(Stored items)

----

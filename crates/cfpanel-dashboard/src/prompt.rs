//! Blocking user prompts.

/// Confirmation and notification capability.
///
/// Both calls may block until the user answers; the dashboard never holds
/// its state lock while prompting.
pub trait Prompt: Send + Sync {
    /// Ask a yes/no question
    fn confirm(&self, message: &str) -> bool;

    /// Show a message the user has to acknowledge
    fn notify(&self, message: &str);
}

----

Prompt » Exactly as they appear, restate all of the entries.

Exercise solution »
filename crates/cfpanel-dashboard/src/prompt.rs
//! Blocking user prompts.

/// Confirmation and notification capability.
///
/// Both calls may block until the user answers; the dashboard never holds
/// its state lock while prompting.
pub trait Prompt: Send + Sync {
    /// Ask a yes/no question
    fn confirm(&self, message: &str) -> bool;

    /// Show a message the user has to acknowledge
    fn notify(&self, message: &str);
}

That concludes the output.